* **Exercise aim**
Keep every line in which "StaticLocator" occurs and drop the rest of the data.

* **Records from a dataset**
+ + + + +

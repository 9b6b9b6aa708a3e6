//! End-to-end redirect decisions
//!
//! Builds a topology from YAML, publishes it through the controller and
//! drives the engine the way the HTTP server does.

use mirror_redirector::{
    Coordinate, RedirectEngine, RedirectSettings, RedirectorConfig, RedirectorError,
    RedirectorMetrics, RemapFormat, RemapSource, StaticLocator, TopologyController,
};
use rand::rngs::StdRng;
use rand::SeedableRng;
use std::net::IpAddr;
use std::sync::Arc;

const CONFIG: &str = r#"
mirrors:
  - host: "m1.example.com"
    path: "/armbian"
    latitude: 52.37
    longitude: 4.90
    weight: 1
  - host: "m2.example.com"
    path: "/mirror/armbian"
    latitude: 48.14
    longitude: 11.58
    weight: 5
  - host: "m3.example.com"
    path: "/"
    latitude: -33.87
    longitude: 151.21
    available: false
regions:
  eu: ["m2.example.com"]
  au: ["m3.example.com"]
"#;

fn client_near_m1() -> IpAddr {
    "198.51.100.20".parse().unwrap()
}

fn setup(remap: Option<&str>) -> (RedirectEngine, Arc<TopologyController>) {
    let config = RedirectorConfig::from_yaml(CONFIG).unwrap();
    let controller = Arc::new(TopologyController::empty());
    let source = remap.map(|text| RemapSource::new(text, RemapFormat::DelimitedText));
    controller
        .reload(&config.topology, source.as_ref(), "test")
        .unwrap();

    // Utrecht, a few dozen kilometers from m1
    let locator = StaticLocator::new().with_location(client_near_m1(), Coordinate::new(52.09, 5.12));

    let engine = RedirectEngine::new(
        Arc::clone(&controller),
        Arc::new(locator),
        RedirectorMetrics::new().unwrap(),
        RedirectSettings::from_config(&config),
    );
    (engine, controller)
}

#[test]
fn test_nearest_mirror_without_remap() {
    let (engine, _) = setup(Some("other/path|somewhere/else\n"));

    let decision = engine.decide("/foo/bar", None, client_near_m1()).unwrap();

    assert_eq!(decision.host, "m1.example.com");
    assert_eq!(decision.path, "/armbian/foo/bar");
    assert_eq!(decision.scheme, "https");
    assert!(!decision.remapped);
    assert!(decision.region.is_none());

    let distance = decision.distance.unwrap();
    assert!(distance > 0.0 && distance < 50.0, "distance {}", distance);

    assert_eq!(
        decision.location().unwrap().as_str(),
        "https://m1.example.com/armbian/foo/bar"
    );
}

#[test]
fn test_region_override_with_remap() {
    let (engine, _) = setup(Some("file.img|images/file-v2.img\n"));
    let mut rng = StdRng::seed_from_u64(11);

    let decision = engine
        .decide_with_rng("/region/eu/file.img", None, client_near_m1(), &mut rng)
        .unwrap();

    assert_eq!(decision.host, "m2.example.com");
    assert_eq!(decision.path, "/mirror/armbian/images/file-v2.img");
    assert_eq!(decision.region.as_deref(), Some("eu"));
    assert!(decision.remapped);
    assert!(decision.distance.is_none());
}

#[test]
fn test_unavailable_region_falls_back_to_nearest() {
    let (engine, _) = setup(None);

    let decision = engine
        .decide("/region/au/file.img", None, client_near_m1())
        .unwrap();

    assert_eq!(decision.host, "m1.example.com");
    assert_eq!(decision.path, "/armbian/region/au/file.img");
    assert!(decision.region.is_none());
}

#[test]
fn test_internal_client_without_geoip_uses_fallback() {
    let (engine, _) = setup(None);

    // Fallback coordinate defaults to (0, 0): m2 in Munich is closer than m1
    let decision = engine
        .decide("/foo", None, "10.0.0.5".parse().unwrap())
        .unwrap();
    assert_eq!(decision.host, "m2.example.com");
}

#[test]
fn test_counters_follow_snapshot() {
    let (engine, controller) = setup(None);

    engine.decide("/a", None, client_near_m1()).unwrap();
    engine.decide("/b", None, client_near_m1()).unwrap();

    let summary = controller.summary();
    let m1 = summary
        .mirrors
        .iter()
        .find(|m| m.host == "m1.example.com")
        .unwrap();
    assert_eq!(m1.redirects, 2);
    assert_eq!(engine.metrics().get_stats().redirects, 2);
}

#[test]
fn test_counters_survive_identical_reload() {
    let (engine, controller) = setup(None);
    engine.decide("/x", None, client_near_m1()).unwrap();
    engine.decide("/x", None, client_near_m1()).unwrap();

    let config = RedirectorConfig::from_yaml(CONFIG).unwrap();
    controller.reload(&config.topology, None, "again").unwrap();
    engine.decide("/x", None, client_near_m1()).unwrap();

    let summary = controller.summary();
    let m1 = summary
        .mirrors
        .iter()
        .find(|m| m.host == "m1.example.com")
        .unwrap();
    assert_eq!(summary.generation, 2);
    assert_eq!(m1.redirects, 3);
}

#[test]
fn test_trailing_slash_follows_path_after_region_prefix() {
    let (engine, _) = setup(None);
    let mut rng = StdRng::seed_from_u64(5);

    // Nothing after the region key: the mirror base path, no slash added
    let decision = engine
        .decide_with_rng("/region/eu/", None, client_near_m1(), &mut rng)
        .unwrap();
    assert_eq!(decision.host, "m2.example.com");
    assert_eq!(decision.path, "/mirror/armbian");

    let decision = engine
        .decide_with_rng("/region/eu/pool/", None, client_near_m1(), &mut rng)
        .unwrap();
    assert_eq!(decision.path, "/mirror/armbian/pool/");

    let decision = engine.decide("/pool/", None, client_near_m1()).unwrap();
    assert_eq!(decision.path, "/armbian/pool/");
}

#[test]
fn test_no_available_mirror_fails_request() {
    let yaml = CONFIG.replace("weight: 1\n", "weight: 1\n    available: false\n")
        .replace("weight: 5\n", "weight: 5\n    available: false\n");
    let config = RedirectorConfig::from_yaml(&yaml).unwrap();

    let controller = Arc::new(TopologyController::empty());
    controller.reload(&config.topology, None, "test").unwrap();
    let engine = RedirectEngine::new(
        controller,
        Arc::new(StaticLocator::new()),
        RedirectorMetrics::new().unwrap(),
        RedirectSettings::from_config(&config),
    );

    let err = engine.decide("/foo", None, client_near_m1()).unwrap_err();
    assert!(matches!(err, RedirectorError::NoAvailableMirror));
    assert_eq!(err.to_http_status(), 500);
}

+ + + + +

* **Finished task**
    RedirectorMetrics, RemapFormat, RemapSource, StaticLocator, TopologyController,
    let locator = StaticLocator::new().with_location(client_near_m1(), Coordinate::new(52.09, 5.12));
        Arc::new(StaticLocator::new()),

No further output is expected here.